• Exercise directions:
Looking at the listing below, how many lines include "outer"? Answer with the number only.

◇ ◇ ◇

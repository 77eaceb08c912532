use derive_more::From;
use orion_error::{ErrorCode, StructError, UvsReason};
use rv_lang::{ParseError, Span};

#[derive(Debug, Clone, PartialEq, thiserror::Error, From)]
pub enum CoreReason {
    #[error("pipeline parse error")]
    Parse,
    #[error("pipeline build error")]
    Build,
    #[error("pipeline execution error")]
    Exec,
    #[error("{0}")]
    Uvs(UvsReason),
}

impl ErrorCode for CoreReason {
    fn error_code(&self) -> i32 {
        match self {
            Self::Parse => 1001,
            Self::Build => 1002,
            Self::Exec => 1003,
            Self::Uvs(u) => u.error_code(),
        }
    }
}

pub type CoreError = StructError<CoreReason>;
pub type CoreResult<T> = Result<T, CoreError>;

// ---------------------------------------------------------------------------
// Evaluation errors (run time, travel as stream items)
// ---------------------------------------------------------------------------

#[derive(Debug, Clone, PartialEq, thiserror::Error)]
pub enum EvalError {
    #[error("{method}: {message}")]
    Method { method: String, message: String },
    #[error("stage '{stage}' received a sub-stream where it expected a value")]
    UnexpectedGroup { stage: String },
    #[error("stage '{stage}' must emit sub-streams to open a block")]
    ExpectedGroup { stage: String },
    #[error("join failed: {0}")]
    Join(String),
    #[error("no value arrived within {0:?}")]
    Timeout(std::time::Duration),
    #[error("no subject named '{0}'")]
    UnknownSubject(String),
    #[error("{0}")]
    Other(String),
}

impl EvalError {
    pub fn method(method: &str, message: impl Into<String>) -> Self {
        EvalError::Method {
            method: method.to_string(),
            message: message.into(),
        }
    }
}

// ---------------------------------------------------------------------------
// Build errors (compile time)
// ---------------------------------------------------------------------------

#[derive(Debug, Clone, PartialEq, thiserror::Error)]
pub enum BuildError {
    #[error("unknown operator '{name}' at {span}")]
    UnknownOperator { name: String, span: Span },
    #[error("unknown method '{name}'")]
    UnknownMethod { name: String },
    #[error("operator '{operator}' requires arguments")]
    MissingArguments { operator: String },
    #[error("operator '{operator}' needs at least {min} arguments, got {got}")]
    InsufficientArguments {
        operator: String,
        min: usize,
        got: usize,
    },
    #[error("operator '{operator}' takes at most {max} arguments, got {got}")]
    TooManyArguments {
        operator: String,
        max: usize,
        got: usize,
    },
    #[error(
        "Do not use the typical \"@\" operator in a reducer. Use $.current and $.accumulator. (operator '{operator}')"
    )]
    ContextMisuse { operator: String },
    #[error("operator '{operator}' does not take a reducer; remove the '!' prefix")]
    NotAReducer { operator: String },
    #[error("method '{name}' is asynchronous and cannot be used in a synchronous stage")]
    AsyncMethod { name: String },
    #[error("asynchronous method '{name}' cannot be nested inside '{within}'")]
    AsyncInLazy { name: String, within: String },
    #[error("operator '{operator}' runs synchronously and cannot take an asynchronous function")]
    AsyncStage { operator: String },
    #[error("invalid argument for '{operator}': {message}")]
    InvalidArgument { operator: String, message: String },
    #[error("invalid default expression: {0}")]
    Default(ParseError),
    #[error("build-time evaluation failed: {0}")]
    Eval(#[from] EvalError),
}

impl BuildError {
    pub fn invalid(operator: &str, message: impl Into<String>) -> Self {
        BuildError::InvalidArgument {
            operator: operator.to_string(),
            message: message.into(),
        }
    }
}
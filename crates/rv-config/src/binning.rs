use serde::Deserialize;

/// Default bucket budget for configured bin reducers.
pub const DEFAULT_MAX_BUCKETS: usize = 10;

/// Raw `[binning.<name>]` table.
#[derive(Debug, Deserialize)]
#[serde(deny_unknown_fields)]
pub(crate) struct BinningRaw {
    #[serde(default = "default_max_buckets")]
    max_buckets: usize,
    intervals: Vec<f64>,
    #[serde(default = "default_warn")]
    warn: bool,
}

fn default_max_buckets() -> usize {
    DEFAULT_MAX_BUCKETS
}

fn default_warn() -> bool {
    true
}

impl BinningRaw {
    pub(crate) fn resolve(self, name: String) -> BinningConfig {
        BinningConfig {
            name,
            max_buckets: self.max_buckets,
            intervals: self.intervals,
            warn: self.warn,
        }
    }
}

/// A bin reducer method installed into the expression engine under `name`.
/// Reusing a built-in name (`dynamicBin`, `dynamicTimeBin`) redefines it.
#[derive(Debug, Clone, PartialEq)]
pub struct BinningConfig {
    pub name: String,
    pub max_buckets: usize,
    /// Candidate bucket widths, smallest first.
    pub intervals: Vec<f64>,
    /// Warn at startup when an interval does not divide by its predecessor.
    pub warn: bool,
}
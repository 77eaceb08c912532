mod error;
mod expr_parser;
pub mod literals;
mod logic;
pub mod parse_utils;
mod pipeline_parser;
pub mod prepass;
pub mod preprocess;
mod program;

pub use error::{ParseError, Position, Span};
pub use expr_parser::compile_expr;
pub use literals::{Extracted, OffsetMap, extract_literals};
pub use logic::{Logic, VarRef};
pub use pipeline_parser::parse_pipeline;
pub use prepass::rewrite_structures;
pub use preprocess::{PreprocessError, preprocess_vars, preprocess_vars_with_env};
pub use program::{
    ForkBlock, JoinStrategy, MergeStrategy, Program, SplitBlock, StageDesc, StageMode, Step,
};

◇ ◇ ◇

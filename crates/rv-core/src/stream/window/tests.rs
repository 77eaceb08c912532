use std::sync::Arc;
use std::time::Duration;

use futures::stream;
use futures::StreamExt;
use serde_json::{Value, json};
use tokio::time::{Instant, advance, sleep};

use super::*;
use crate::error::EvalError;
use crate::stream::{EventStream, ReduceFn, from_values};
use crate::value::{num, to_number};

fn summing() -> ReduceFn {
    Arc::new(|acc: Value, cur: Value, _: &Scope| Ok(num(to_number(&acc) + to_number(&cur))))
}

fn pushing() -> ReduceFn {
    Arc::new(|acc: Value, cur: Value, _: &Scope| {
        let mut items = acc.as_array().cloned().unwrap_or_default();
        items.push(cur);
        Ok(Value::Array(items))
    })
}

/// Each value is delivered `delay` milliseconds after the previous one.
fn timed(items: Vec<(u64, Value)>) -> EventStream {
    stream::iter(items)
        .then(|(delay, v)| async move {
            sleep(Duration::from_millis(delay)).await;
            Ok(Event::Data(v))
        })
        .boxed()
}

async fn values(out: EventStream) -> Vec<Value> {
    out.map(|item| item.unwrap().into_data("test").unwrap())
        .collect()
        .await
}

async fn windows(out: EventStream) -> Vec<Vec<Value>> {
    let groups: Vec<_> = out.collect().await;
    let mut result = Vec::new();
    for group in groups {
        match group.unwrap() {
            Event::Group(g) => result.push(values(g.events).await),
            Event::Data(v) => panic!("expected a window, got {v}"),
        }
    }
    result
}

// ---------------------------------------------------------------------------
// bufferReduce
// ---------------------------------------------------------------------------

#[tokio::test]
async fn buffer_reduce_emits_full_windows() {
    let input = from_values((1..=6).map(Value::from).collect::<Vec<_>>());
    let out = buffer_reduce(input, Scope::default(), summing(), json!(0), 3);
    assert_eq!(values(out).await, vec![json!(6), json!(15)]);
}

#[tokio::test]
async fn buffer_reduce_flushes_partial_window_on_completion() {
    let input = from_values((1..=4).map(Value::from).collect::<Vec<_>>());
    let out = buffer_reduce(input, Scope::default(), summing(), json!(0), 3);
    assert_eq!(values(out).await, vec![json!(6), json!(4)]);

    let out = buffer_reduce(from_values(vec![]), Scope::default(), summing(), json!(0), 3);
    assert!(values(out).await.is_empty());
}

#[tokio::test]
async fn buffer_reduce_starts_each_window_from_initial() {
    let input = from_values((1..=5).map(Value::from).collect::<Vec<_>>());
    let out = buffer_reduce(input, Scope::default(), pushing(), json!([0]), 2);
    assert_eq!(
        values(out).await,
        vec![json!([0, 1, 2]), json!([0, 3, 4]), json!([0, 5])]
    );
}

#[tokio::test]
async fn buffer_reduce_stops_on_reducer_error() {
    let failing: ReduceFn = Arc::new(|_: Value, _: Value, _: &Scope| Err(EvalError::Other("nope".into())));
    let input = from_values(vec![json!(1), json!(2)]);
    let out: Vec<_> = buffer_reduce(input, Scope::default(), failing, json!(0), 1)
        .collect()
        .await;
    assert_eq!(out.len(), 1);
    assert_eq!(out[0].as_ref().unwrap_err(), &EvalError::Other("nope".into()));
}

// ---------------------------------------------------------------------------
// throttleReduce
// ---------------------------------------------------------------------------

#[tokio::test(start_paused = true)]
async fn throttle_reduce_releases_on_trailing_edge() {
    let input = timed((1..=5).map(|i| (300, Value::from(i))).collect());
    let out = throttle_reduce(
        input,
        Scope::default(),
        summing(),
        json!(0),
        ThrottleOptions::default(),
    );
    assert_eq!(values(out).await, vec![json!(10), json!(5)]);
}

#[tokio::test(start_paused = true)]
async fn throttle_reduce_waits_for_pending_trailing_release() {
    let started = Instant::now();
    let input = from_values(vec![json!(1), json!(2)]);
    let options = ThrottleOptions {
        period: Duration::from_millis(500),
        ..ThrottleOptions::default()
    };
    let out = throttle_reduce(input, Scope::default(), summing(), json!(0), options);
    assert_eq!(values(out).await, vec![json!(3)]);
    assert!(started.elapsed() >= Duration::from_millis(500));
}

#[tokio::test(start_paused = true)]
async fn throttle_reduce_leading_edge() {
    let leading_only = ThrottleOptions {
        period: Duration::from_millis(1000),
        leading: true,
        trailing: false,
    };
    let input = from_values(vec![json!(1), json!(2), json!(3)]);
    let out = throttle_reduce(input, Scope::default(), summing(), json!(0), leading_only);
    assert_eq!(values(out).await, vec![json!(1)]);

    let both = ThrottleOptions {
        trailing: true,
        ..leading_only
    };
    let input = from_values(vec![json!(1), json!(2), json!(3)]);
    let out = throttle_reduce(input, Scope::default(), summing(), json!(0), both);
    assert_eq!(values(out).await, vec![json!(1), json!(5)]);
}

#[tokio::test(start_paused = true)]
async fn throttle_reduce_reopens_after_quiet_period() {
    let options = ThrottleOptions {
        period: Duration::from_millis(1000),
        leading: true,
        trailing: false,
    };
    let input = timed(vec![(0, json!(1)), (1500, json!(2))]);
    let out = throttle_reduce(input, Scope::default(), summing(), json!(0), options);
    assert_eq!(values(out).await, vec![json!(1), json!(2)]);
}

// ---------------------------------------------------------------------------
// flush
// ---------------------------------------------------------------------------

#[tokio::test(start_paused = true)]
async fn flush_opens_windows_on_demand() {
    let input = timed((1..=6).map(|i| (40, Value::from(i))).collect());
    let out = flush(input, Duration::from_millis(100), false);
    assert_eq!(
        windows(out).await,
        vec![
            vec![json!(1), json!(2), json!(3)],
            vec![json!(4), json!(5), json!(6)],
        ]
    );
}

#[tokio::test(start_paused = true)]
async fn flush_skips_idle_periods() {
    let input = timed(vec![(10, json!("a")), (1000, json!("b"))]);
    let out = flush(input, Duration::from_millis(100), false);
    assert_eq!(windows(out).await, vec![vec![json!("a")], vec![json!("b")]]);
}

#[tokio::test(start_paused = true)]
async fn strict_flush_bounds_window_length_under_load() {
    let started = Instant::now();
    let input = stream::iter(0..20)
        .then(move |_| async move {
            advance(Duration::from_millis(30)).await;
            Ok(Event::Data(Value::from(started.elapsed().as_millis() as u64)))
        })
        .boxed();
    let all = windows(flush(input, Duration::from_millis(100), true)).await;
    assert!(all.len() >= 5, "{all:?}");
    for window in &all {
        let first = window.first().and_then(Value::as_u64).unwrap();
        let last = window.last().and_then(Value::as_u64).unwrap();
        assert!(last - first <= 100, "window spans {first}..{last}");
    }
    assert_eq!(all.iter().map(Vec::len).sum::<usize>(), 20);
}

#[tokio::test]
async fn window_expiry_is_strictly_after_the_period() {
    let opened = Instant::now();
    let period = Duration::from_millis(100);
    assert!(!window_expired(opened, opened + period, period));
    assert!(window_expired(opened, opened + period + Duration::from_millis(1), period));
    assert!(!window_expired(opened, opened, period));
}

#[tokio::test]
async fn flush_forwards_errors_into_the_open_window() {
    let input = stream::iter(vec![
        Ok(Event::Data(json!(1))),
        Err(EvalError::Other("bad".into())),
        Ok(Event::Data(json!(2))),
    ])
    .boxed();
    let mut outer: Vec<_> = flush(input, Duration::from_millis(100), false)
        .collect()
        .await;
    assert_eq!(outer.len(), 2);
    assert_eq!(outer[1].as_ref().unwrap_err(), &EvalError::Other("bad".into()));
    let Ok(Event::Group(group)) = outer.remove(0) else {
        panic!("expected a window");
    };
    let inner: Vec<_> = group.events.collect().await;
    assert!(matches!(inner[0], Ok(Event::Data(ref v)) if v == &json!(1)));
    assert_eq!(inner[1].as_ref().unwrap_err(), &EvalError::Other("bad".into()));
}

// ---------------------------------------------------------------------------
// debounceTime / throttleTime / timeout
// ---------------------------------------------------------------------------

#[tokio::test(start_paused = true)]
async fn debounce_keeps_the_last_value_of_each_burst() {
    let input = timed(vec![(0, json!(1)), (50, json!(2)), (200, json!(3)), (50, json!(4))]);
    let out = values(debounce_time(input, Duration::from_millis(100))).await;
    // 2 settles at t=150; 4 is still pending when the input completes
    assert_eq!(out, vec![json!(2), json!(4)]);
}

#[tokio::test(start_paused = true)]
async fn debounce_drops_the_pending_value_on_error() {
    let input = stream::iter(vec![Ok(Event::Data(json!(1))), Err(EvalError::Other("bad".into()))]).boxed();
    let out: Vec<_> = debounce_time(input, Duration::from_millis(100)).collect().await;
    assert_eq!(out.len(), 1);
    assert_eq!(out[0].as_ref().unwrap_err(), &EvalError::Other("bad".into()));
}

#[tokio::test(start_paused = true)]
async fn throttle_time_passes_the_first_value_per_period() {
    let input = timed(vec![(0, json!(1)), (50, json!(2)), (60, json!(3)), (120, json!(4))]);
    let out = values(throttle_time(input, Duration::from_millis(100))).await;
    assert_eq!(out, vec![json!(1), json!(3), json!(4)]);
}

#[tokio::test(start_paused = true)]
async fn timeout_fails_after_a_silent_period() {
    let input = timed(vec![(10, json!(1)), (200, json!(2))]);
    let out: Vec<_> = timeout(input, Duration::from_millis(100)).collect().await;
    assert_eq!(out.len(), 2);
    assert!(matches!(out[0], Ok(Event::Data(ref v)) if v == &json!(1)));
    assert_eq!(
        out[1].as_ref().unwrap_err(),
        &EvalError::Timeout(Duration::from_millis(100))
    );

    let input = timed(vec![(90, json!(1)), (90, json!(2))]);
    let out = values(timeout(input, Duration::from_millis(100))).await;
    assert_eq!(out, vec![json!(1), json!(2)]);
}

◇ ◇ ◇

• Result of the exercise:
4